▸ What the task requires: Please write out the listing below again in its exact form.

▸ Task input:

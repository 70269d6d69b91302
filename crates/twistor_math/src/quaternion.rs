//! Quaternions and quaternion rotation of 3-vectors
//!
//! A quaternion q = w + xi + yj + zk rotates a 3-vector v by embedding it as the
//! pure quaternion p = (0, v) and forming a sandwich product:
//!
//! - active rotation (rotate the vector in a fixed frame): `q * p * q⁻¹`
//! - passive rotation (rotate the frame around a fixed vector): `q⁻¹ * p * q`
//!
//! The rotated vector is read from the (x, y, z) slots of the result. For unit
//! quaternions `q⁻¹ = conj(q)`.

use bytemuck::{Pod, Zeroable};
use serde::{Serialize, Deserialize};

use crate::MathError;

/// A real 3-vector [x, y, z]
pub type Vec3 = [f64; 3];

/// Quaternion with scalar part `w` and imaginary parts `x`, `y`, `z`
#[repr(C)]
#[derive(Clone, Copy, Debug, PartialEq, Pod, Zeroable, Serialize, Deserialize)]
pub struct Quaternion {
    /// Scalar component
    pub w: f64,
    /// i component
    pub x: f64,
    /// j component
    pub y: f64,
    /// k component
    pub z: f64,
}

impl Default for Quaternion {
    fn default() -> Self {
        Self::IDENTITY
    }
}

impl Quaternion {
    /// Identity quaternion (no rotation)
    pub const IDENTITY: Self = Self { w: 1.0, x: 0.0, y: 0.0, z: 0.0 };

    #[inline]
    pub const fn new(w: f64, x: f64, y: f64, z: f64) -> Self {
        Self { w, x, y, z }
    }

    /// Embed a 3-vector as a pure quaternion (0, x, y, z)
    #[inline]
    pub const fn pure(v: Vec3) -> Self {
        Self::new(0.0, v[0], v[1], v[2])
    }

    /// Create a unit quaternion rotating by `angle` radians about `axis`
    ///
    /// q = cos(θ/2) + sin(θ/2) * (axis / |axis|)
    pub fn from_axis_angle(axis: Vec3, angle: f64) -> Result<Self, MathError> {
        let len = vector_length(axis);
        if len == 0.0 {
            return Err(MathError::Domain("rotation axis has zero length"));
        }
        let half = angle * 0.5;
        let s = half.sin() / len;
        Ok(Self::new(half.cos(), axis[0] * s, axis[1] * s, axis[2] * s))
    }

    /// The imaginary part as a 3-vector
    #[inline]
    pub fn vector_part(&self) -> Vec3 {
        [self.x, self.y, self.z]
    }

    /// Four-component dot product
    #[inline]
    pub fn dot(&self, other: &Self) -> f64 {
        self.w * other.w + self.x * other.x + self.y * other.y + self.z * other.z
    }

    #[inline]
    pub fn magnitude_squared(&self) -> f64 {
        self.dot(self)
    }

    #[inline]
    pub fn magnitude(&self) -> f64 {
        self.magnitude_squared().sqrt()
    }

    /// Negate the imaginary parts
    #[inline]
    pub fn conjugate(&self) -> Self {
        Self::new(self.w, -self.x, -self.y, -self.z)
    }

    /// Scale to unit magnitude
    pub fn normalize(&self) -> Result<Self, MathError> {
        let mag = self.magnitude();
        if mag == 0.0 {
            return Err(MathError::DivideByZero);
        }
        Ok(*self * (1.0 / mag))
    }

    /// Multiplicative inverse, conj(q) / |q|²
    pub fn inverse(&self) -> Result<Self, MathError> {
        let mag_sq = self.magnitude_squared();
        if mag_sq == 0.0 {
            return Err(MathError::DivideByZero);
        }
        Ok(self.conjugate() * (1.0 / mag_sq))
    }

    /// Angle between two quaternions viewed as 4-vectors, in radians
    pub fn angle_with(&self, other: &Self) -> Result<f64, MathError> {
        let denom = self.magnitude() * other.magnitude();
        if denom == 0.0 {
            return Err(MathError::Domain("angle with a zero-magnitude quaternion"));
        }
        Ok((self.dot(other) / denom).clamp(-1.0, 1.0).acos())
    }

    /// Rotate `v` in a fixed frame: q * (0, v) * q⁻¹
    pub fn active_rotation(&self, v: Vec3) -> Result<Vec3, MathError> {
        let rotated = *self * Self::pure(v) * self.inverse()?;
        Ok(rotated.vector_part())
    }

    /// Rotate the frame around a fixed `v`: q⁻¹ * (0, v) * q
    pub fn passive_rotation(&self, v: Vec3) -> Result<Vec3, MathError> {
        let rotated = self.inverse()? * Self::pure(v) * *self;
        Ok(rotated.vector_part())
    }
}

// Operator overloads

impl std::ops::Add for Quaternion {
    type Output = Self;
    #[inline]
    fn add(self, other: Self) -> Self {
        Self::new(
            self.w + other.w,
            self.x + other.x,
            self.y + other.y,
            self.z + other.z,
        )
    }
}

impl std::ops::AddAssign for Quaternion {
    #[inline]
    fn add_assign(&mut self, other: Self) {
        self.w += other.w;
        self.x += other.x;
        self.y += other.y;
        self.z += other.z;
    }
}

impl std::ops::Sub for Quaternion {
    type Output = Self;
    #[inline]
    fn sub(self, other: Self) -> Self {
        Self::new(
            self.w - other.w,
            self.x - other.x,
            self.y - other.y,
            self.z - other.z,
        )
    }
}

impl std::ops::SubAssign for Quaternion {
    #[inline]
    fn sub_assign(&mut self, other: Self) {
        self.w -= other.w;
        self.x -= other.x;
        self.y -= other.y;
        self.z -= other.z;
    }
}

/// Hamilton product. Not commutative: `a * b != b * a` in general.
impl std::ops::Mul for Quaternion {
    type Output = Self;
    #[inline]
    fn mul(self, o: Self) -> Self {
        Self::new(
            self.w * o.w - self.x * o.x - self.y * o.y - self.z * o.z,
            self.w * o.x + self.x * o.w + self.y * o.z - self.z * o.y,
            self.w * o.y - self.x * o.z + self.y * o.w + self.z * o.x,
            self.w * o.z + self.x * o.y - self.y * o.x + self.z * o.w,
        )
    }
}

impl std::ops::Mul<f64> for Quaternion {
    type Output = Self;
    #[inline]
    fn mul(self, scalar: f64) -> Self {
        Self::new(
            self.w * scalar,
            self.x * scalar,
            self.y * scalar,
            self.z * scalar,
        )
    }
}

impl std::ops::Neg for Quaternion {
    type Output = Self;
    #[inline]
    fn neg(self) -> Self {
        Self::new(-self.w, -self.x, -self.y, -self.z)
    }
}

fn vector_length(v: Vec3) -> f64 {
    (v[0] * v[0] + v[1] * v[1] + v[2] * v[2]).sqrt()
}

/// Euclidean distance between two 3-vectors
pub fn vector_distance(a: Vec3, b: Vec3) -> f64 {
    vector_length([a[0] - b[0], a[1] - b[1], a[2] - b[2]])
}

/// Angle between two 3-vectors, in radians
pub fn vector_angle(a: Vec3, b: Vec3) -> Result<f64, MathError> {
    let denom = vector_length(a) * vector_length(b);
    if denom == 0.0 {
        return Err(MathError::Domain("angle with a zero-length vector"));
    }
    let dot = a[0] * b[0] + a[1] * b[1] + a[2] * b[2];
    Ok((dot / denom).clamp(-1.0, 1.0).acos())
}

▸ Task output:
repository 70269d6d69b91302
filename crates/twistor_math/src/quaternion.rs
//! Quaternions and quaternion rotation of 3-vectors
//!
//! A quaternion q = w + xi + yj + zk rotates a 3-vector v by embedding it as the
//! pure quaternion p = (0, v) and forming a sandwich product:
//!
//! - active rotation (rotate the vector in a fixed frame): `q * p * q⁻¹`
//! - passive rotation (rotate the frame around a fixed vector): `q⁻¹ * p * q`
//!
//! The rotated vector is read from the (x, y, z) slots of the result. For unit
//! quaternions `q⁻¹ = conj(q)`.

use bytemuck::{Pod, Zeroable};
use serde::{Serialize, Deserialize};

use crate::MathError;

/// A real 3-vector [x, y, z]
pub type Vec3 = [f64; 3];

/// Quaternion with scalar part `w` and imaginary parts `x`, `y`, `z`
#[repr(C)]
#[derive(Clone, Copy, Debug, PartialEq, Pod, Zeroable, Serialize, Deserialize)]
pub struct Quaternion {
    /// Scalar component
    pub w: f64,
    /// i component
    pub x: f64,
    /// j component
    pub y: f64,
    /// k component
    pub z: f64,
}

impl Default for Quaternion {
    fn default() -> Self {
        Self::IDENTITY
    }
}

impl Quaternion {
    /// Identity quaternion (no rotation)
    pub const IDENTITY: Self = Self { w: 1.0, x: 0.0, y: 0.0, z: 0.0 };

    #[inline]
    pub const fn new(w: f64, x: f64, y: f64, z: f64) -> Self {
        Self { w, x, y, z }
    }

    /// Embed a 3-vector as a pure quaternion (0, x, y, z)
    #[inline]
    pub const fn pure(v: Vec3) -> Self {
        Self::new(0.0, v[0], v[1], v[2])
    }

    /// Create a unit quaternion rotating by `angle` radians about `axis`
    ///
    /// q = cos(θ/2) + sin(θ/2) * (axis / |axis|)
    pub fn from_axis_angle(axis: Vec3, angle: f64) -> Result<Self, MathError> {
        let len = vector_length(axis);
        if len == 0.0 {
            return Err(MathError::Domain("rotation axis has zero length"));
        }
        let half = angle * 0.5;
        let s = half.sin() / len;
        Ok(Self::new(half.cos(), axis[0] * s, axis[1] * s, axis[2] * s))
    }

    /// The imaginary part as a 3-vector
    #[inline]
    pub fn vector_part(&self) -> Vec3 {
        [self.x, self.y, self.z]
    }

    /// Four-component dot product
    #[inline]
    pub fn dot(&self, other: &Self) -> f64 {
        self.w * other.w + self.x * other.x + self.y * other.y + self.z * other.z
    }

    #[inline]
    pub fn magnitude_squared(&self) -> f64 {
        self.dot(self)
    }

    #[inline]
    pub fn magnitude(&self) -> f64 {
        self.magnitude_squared().sqrt()
    }

    /// Negate the imaginary parts
    #[inline]
    pub fn conjugate(&self) -> Self {
        Self::new(self.w, -self.x, -self.y, -self.z)
    }

    /// Scale to unit magnitude
    pub fn normalize(&self) -> Result<Self, MathError> {
        let mag = self.magnitude();
        if mag == 0.0 {
            return Err(MathError::DivideByZero);
        }
        Ok(*self * (1.0 / mag))
    }

    /// Multiplicative inverse, conj(q) / |q|²
    pub fn inverse(&self) -> Result<Self, MathError> {
        let mag_sq = self.magnitude_squared();
        if mag_sq == 0.0 {
            return Err(MathError::DivideByZero);
        }
        Ok(self.conjugate() * (1.0 / mag_sq))
    }

    /// Angle between two quaternions viewed as 4-vectors, in radians
    pub fn angle_with(&self, other: &Self) -> Result<f64, MathError> {
        let denom = self.magnitude() * other.magnitude();
        if denom == 0.0 {
            return Err(MathError::Domain("angle with a zero-magnitude quaternion"));
        }
        Ok((self.dot(other) / denom).clamp(-1.0, 1.0).acos())
    }

    /// Rotate `v` in a fixed frame: q * (0, v) * q⁻¹
    pub fn active_rotation(&self, v: Vec3) -> Result<Vec3, MathError> {
        let rotated = *self * Self::pure(v) * self.inverse()?;
        Ok(rotated.vector_part())
    }

    /// Rotate the frame around a fixed `v`: q⁻¹ * (0, v) * q
    pub fn passive_rotation(&self, v: Vec3) -> Result<Vec3, MathError> {
        let rotated = self.inverse()? * Self::pure(v) * *self;
        Ok(rotated.vector_part())
    }
}

// Operator overloads

impl std::ops::Add for Quaternion {
    type Output = Self;
    #[inline]
    fn add(self, other: Self) -> Self {
        Self::new(
            self.w + other.w,
            self.x + other.x,
            self.y + other.y,
            self.z + other.z,
        )
    }
}

impl std::ops::AddAssign for Quaternion {
    #[inline]
    fn add_assign(&mut self, other: Self) {
        self.w += other.w;
        self.x += other.x;
        self.y += other.y;
        self.z += other.z;
    }
}

impl std::ops::Sub for Quaternion {
    type Output = Self;
    #[inline]
    fn sub(self, other: Self) -> Self {
        Self::new(
            self.w - other.w,
            self.x - other.x,
            self.y - other.y,
            self.z - other.z,
        )
    }
}

impl std::ops::SubAssign for Quaternion {
    #[inline]
    fn sub_assign(&mut self, other: Self) {
        self.w -= other.w;
        self.x -= other.x;
        self.y -= other.y;
        self.z -= other.z;
    }
}

/// Hamilton product. Not commutative: `a * b != b * a` in general.
impl std::ops::Mul for Quaternion {
    type Output = Self;
    #[inline]
    fn mul(self, o: Self) -> Self {
        Self::new(
            self.w * o.w - self.x * o.x - self.y * o.y - self.z * o.z,
            self.w * o.x + self.x * o.w + self.y * o.z - self.z * o.y,
            self.w * o.y - self.x * o.z + self.y * o.w + self.z * o.x,
            self.w * o.z + self.x * o.y - self.y * o.x + self.z * o.w,
        )
    }
}

impl std::ops::Mul<f64> for Quaternion {
    type Output = Self;
    #[inline]
    fn mul(self, scalar: f64) -> Self {
        Self::new(
            self.w * scalar,
            self.x * scalar,
            self.y * scalar,
            self.z * scalar,
        )
    }
}

impl std::ops::Neg for Quaternion {
    type Output = Self;
    #[inline]
    fn neg(self) -> Self {
        Self::new(-self.w, -self.x, -self.y, -self.z)
    }
}

fn vector_length(v: Vec3) -> f64 {
    (v[0] * v[0] + v[1] * v[1] + v[2] * v[2]).sqrt()
}

/// Euclidean distance between two 3-vectors
pub fn vector_distance(a: Vec3, b: Vec3) -> f64 {
    vector_length([a[0] - b[0], a[1] - b[1], a[2] - b[2]])
}

/// Angle between two 3-vectors, in radians
pub fn vector_angle(a: Vec3, b: Vec3) -> Result<f64, MathError> {
    let denom = vector_length(a) * vector_length(b);
    if denom == 0.0 {
        return Err(MathError::Domain("angle with a zero-length vector"));
    }
    let dot = a[0] * b[0] + a[1] * b[1] + a[2] * b[2];
    Ok((dot / denom).clamp(-1.0, 1.0).acos())
}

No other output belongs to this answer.